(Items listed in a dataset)

[Start of Attachment]

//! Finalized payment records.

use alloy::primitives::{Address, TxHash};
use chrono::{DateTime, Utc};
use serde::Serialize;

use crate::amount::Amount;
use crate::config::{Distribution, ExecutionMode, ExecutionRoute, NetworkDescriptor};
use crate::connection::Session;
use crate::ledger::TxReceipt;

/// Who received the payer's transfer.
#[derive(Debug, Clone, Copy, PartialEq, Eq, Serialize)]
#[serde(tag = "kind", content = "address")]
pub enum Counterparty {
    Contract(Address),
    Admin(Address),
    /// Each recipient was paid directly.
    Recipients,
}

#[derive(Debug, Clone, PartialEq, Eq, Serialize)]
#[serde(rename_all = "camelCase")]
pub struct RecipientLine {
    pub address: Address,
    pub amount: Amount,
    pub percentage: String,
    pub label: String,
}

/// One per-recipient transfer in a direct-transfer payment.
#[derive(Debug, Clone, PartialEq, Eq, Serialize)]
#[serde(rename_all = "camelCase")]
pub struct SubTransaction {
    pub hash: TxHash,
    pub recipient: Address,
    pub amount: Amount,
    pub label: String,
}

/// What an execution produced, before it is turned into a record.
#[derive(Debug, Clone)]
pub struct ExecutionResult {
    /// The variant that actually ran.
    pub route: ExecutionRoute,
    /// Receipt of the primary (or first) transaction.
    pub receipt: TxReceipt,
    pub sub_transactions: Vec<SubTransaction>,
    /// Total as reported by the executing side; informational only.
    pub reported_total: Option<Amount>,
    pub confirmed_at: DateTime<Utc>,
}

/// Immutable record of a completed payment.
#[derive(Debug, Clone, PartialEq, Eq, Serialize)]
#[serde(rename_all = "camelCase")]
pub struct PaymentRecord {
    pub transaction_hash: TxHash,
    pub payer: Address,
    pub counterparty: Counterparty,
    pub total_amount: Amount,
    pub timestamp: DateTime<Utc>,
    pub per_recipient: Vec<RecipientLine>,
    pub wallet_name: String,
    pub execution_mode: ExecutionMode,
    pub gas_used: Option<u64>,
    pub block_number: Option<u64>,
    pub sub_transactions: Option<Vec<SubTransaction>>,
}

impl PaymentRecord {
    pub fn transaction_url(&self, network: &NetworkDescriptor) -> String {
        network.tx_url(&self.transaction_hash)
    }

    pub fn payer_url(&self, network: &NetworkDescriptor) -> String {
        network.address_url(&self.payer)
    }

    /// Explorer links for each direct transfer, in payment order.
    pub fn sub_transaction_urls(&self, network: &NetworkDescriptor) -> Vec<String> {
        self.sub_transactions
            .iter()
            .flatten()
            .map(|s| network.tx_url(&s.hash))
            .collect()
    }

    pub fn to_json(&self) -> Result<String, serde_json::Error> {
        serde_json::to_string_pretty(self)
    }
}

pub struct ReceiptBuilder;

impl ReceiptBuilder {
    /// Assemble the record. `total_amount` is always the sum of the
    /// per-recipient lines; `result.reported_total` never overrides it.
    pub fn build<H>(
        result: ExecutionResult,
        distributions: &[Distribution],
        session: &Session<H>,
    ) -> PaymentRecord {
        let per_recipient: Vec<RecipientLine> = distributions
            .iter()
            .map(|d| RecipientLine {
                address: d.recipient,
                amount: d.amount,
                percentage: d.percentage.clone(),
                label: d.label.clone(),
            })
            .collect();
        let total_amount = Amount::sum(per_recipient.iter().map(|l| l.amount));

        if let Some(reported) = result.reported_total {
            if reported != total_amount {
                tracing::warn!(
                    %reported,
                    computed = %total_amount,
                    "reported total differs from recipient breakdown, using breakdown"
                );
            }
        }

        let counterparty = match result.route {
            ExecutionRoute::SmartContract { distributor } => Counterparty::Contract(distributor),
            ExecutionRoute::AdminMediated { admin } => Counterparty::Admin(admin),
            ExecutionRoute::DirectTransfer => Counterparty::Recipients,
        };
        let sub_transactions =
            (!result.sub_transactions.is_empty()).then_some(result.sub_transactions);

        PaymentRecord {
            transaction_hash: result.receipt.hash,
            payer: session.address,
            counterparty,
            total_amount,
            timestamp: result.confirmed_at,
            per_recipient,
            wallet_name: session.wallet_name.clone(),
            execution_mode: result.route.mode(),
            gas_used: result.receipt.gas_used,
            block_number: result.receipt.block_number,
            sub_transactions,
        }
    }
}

[End of Attachment]
[Start of Attachment]

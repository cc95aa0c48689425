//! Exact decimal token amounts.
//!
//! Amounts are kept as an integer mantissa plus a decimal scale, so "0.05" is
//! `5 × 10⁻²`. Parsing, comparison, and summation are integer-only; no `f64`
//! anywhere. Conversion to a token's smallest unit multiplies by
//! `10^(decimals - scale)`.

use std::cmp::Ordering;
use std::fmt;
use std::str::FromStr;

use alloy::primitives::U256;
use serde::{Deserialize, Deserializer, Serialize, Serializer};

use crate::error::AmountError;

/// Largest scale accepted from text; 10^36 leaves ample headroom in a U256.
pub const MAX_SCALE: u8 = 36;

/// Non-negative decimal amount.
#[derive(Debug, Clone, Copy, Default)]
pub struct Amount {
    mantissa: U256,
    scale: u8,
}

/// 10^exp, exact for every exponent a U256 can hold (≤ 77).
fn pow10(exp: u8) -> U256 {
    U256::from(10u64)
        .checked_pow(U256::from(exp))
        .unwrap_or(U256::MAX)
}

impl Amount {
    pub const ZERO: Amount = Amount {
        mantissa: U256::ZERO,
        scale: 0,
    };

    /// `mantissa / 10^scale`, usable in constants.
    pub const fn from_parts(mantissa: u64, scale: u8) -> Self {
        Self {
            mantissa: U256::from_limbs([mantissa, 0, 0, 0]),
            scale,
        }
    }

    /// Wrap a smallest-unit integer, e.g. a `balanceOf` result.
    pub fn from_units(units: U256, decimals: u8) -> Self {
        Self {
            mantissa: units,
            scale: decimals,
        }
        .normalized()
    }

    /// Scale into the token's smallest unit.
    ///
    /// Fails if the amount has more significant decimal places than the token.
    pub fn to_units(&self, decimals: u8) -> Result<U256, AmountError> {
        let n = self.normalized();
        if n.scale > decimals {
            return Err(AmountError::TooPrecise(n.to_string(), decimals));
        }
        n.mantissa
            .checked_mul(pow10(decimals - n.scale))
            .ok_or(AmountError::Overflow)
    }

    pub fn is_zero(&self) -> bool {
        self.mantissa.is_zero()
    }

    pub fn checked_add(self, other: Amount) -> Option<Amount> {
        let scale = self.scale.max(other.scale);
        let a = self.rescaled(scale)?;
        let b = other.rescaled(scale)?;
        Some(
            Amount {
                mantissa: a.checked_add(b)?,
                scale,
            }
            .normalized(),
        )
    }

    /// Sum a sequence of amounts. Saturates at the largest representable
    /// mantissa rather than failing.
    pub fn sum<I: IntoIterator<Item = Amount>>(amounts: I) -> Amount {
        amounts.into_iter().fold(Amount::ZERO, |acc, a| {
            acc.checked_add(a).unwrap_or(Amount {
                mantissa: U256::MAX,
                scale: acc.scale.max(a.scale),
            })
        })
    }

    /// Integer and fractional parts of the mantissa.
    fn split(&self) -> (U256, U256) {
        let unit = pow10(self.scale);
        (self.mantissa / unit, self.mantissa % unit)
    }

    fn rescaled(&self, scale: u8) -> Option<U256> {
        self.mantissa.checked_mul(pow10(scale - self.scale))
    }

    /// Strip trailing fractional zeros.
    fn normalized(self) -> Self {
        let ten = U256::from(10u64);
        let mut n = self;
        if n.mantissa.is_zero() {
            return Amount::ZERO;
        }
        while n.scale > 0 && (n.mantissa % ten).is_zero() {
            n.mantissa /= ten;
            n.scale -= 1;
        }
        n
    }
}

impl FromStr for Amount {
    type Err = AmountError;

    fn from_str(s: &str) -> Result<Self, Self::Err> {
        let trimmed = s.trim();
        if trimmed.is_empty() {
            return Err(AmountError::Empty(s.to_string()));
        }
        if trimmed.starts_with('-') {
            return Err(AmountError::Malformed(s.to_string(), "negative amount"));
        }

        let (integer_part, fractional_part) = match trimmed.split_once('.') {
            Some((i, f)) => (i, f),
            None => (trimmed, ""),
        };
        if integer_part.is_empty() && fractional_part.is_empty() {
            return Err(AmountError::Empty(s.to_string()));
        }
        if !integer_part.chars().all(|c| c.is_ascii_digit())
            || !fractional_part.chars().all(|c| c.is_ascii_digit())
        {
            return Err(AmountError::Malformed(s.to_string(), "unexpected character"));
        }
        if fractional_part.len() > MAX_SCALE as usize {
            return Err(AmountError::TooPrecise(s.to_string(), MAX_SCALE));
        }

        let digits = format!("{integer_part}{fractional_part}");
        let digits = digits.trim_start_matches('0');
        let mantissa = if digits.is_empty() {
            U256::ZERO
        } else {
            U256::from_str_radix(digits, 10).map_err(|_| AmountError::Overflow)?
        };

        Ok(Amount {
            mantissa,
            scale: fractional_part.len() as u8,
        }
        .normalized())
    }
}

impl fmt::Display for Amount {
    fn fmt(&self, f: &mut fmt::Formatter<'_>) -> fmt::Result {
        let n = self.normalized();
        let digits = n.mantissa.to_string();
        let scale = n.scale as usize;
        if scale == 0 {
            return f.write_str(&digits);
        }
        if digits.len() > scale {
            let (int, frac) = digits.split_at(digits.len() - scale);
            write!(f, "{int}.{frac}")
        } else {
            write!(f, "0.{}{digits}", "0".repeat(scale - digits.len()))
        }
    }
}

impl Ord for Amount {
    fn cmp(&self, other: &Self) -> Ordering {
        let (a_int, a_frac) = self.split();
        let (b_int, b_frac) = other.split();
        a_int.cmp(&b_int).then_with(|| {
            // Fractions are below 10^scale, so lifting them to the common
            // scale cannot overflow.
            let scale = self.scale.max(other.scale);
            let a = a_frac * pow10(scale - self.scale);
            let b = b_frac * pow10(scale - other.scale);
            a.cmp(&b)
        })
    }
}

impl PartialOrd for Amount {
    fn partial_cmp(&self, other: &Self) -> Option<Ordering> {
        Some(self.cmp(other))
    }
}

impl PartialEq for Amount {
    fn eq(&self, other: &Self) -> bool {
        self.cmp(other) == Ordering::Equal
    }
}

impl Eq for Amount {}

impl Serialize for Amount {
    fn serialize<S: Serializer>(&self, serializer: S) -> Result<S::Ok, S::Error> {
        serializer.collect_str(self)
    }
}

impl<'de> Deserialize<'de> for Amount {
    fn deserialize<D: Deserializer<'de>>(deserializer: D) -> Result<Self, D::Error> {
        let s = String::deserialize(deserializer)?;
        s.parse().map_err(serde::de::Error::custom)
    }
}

[End of Attachment]

- _About this exercise_
Working from the records above, write out verbatim only the lines from the line containing "return Amount::ZERO;" through the line containing "let trimmed = s.trim();".

- _Reply_
            return Amount::ZERO;
        }
        while n.scale > 0 && (n.mantissa % ten).is_zero() {
            n.mantissa /= ten;
            n.scale -= 1;
        }
        n
    }
}

impl FromStr for Amount {
    type Err = AmountError;

    fn from_str(s: &str) -> Result<Self, Self::Err> {
        let trimmed = s.trim();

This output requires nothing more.